◆ What to produce:
Only the lines below starting at the one containing "in-memory temp tables." and ending at the one containing "async fn test_run_migrations_is_repeatable()" belong in the answer, each copied exactly.

+++ Task input +++

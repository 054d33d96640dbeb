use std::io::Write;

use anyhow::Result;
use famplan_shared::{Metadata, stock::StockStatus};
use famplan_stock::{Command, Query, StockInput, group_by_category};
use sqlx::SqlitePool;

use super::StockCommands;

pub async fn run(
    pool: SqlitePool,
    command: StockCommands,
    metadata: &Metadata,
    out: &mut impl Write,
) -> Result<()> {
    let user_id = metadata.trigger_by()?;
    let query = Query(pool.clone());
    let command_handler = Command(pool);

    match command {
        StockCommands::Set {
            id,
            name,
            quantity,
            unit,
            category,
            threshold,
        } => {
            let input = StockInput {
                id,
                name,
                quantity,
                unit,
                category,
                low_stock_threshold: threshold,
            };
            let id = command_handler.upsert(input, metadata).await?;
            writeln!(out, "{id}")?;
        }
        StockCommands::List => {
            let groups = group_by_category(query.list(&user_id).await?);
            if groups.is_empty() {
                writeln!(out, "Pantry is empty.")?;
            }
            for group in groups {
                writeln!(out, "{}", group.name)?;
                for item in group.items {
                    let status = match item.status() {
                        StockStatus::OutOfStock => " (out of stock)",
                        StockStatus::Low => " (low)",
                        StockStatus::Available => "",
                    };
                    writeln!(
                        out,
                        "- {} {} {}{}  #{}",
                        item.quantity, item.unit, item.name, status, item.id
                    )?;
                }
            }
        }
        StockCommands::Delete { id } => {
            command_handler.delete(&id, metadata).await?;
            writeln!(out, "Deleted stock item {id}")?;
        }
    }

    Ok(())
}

+++
+++ Task input +++

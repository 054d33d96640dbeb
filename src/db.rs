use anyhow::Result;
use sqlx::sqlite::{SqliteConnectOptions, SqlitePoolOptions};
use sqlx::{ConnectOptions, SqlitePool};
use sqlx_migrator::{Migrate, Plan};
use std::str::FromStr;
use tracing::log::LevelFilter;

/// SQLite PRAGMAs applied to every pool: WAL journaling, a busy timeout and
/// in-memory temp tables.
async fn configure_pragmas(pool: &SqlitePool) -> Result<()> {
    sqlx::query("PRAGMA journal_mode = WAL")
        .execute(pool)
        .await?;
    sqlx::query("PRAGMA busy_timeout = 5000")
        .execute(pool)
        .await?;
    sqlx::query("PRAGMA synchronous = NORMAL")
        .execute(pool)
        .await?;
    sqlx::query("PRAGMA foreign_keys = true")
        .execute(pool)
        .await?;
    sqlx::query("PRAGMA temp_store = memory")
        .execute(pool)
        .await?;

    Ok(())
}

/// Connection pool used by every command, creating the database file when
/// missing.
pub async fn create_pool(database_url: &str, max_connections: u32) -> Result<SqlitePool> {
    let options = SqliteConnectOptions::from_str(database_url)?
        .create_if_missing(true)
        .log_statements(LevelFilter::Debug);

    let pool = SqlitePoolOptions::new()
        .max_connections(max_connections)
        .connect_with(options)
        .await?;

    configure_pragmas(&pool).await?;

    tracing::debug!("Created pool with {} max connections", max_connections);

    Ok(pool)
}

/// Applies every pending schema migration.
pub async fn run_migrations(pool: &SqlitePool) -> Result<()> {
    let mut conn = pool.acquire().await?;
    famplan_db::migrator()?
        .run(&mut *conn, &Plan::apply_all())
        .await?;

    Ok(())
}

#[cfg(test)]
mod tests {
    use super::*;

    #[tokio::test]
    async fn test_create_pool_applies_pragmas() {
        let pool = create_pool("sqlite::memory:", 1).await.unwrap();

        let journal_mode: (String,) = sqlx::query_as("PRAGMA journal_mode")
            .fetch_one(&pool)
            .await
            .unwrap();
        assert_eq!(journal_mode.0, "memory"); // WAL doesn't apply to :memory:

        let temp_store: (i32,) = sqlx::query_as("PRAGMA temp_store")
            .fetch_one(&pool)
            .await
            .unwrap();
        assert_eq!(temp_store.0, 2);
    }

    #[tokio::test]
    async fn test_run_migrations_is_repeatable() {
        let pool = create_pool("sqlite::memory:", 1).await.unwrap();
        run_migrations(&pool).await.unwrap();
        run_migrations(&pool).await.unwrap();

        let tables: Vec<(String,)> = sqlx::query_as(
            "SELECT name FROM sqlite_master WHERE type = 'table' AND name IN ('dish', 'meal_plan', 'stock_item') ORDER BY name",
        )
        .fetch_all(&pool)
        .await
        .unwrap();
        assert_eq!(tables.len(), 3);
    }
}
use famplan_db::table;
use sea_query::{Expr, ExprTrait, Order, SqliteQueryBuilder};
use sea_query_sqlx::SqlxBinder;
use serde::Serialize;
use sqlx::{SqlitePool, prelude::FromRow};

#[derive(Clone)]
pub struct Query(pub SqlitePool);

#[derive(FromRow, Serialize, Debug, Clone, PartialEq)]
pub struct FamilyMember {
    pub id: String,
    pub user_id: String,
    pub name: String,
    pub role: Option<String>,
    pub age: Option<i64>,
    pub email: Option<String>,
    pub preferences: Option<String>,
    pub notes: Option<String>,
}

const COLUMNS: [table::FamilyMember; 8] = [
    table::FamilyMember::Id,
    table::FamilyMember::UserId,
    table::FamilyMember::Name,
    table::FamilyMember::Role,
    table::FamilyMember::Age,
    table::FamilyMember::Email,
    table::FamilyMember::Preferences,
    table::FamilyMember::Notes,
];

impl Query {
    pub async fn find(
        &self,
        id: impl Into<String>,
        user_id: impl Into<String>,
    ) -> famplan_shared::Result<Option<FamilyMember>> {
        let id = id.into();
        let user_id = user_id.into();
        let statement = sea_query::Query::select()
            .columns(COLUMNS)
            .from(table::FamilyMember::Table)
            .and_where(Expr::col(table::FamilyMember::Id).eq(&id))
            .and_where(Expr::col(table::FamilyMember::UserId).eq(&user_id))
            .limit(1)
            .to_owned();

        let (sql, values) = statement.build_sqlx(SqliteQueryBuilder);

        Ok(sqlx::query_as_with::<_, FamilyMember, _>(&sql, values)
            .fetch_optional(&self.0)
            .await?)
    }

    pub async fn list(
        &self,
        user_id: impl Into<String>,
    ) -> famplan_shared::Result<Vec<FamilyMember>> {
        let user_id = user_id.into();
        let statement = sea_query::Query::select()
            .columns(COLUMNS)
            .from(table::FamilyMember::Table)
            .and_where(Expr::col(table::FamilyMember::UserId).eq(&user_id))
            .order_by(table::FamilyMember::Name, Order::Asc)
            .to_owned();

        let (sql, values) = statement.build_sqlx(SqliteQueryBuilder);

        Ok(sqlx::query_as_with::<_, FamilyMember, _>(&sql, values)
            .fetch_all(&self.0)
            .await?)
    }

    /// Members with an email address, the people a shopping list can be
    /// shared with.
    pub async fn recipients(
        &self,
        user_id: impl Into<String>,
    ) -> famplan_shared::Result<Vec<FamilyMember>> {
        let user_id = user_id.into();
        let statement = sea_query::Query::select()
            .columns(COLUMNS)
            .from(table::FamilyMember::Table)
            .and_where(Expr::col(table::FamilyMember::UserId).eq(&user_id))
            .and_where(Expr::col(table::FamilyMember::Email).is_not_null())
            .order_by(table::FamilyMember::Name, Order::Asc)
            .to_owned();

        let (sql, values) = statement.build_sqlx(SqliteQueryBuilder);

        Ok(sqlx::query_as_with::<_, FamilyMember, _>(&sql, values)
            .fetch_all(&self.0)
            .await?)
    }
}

+++

◆ Task result:
/// in-memory temp tables.
async fn configure_pragmas(pool: &SqlitePool) -> Result<()> {
    sqlx::query("PRAGMA journal_mode = WAL")
        .execute(pool)
        .await?;
    sqlx::query("PRAGMA busy_timeout = 5000")
        .execute(pool)
        .await?;
    sqlx::query("PRAGMA synchronous = NORMAL")
        .execute(pool)
        .await?;
    sqlx::query("PRAGMA foreign_keys = true")
        .execute(pool)
        .await?;
    sqlx::query("PRAGMA temp_store = memory")
        .execute(pool)
        .await?;

    Ok(())
}

/// Connection pool used by every command, creating the database file when
/// missing.
pub async fn create_pool(database_url: &str, max_connections: u32) -> Result<SqlitePool> {
    let options = SqliteConnectOptions::from_str(database_url)?
        .create_if_missing(true)
        .log_statements(LevelFilter::Debug);

    let pool = SqlitePoolOptions::new()
        .max_connections(max_connections)
        .connect_with(options)
        .await?;

    configure_pragmas(&pool).await?;

    tracing::debug!("Created pool with {} max connections", max_connections);

    Ok(pool)
}

/// Applies every pending schema migration.
pub async fn run_migrations(pool: &SqlitePool) -> Result<()> {
    let mut conn = pool.acquire().await?;
    famplan_db::migrator()?
        .run(&mut *conn, &Plan::apply_all())
        .await?;

    Ok(())
}

#[cfg(test)]
mod tests {
    use super::*;

    #[tokio::test]
    async fn test_create_pool_applies_pragmas() {
        let pool = create_pool("sqlite::memory:", 1).await.unwrap();

        let journal_mode: (String,) = sqlx::query_as("PRAGMA journal_mode")
            .fetch_one(&pool)
            .await
            .unwrap();
        assert_eq!(journal_mode.0, "memory"); // WAL doesn't apply to :memory:

        let temp_store: (i32,) = sqlx::query_as("PRAGMA temp_store")
            .fetch_one(&pool)
            .await
            .unwrap();
        assert_eq!(temp_store.0, 2);
    }

    #[tokio::test]
    async fn test_run_migrations_is_repeatable() {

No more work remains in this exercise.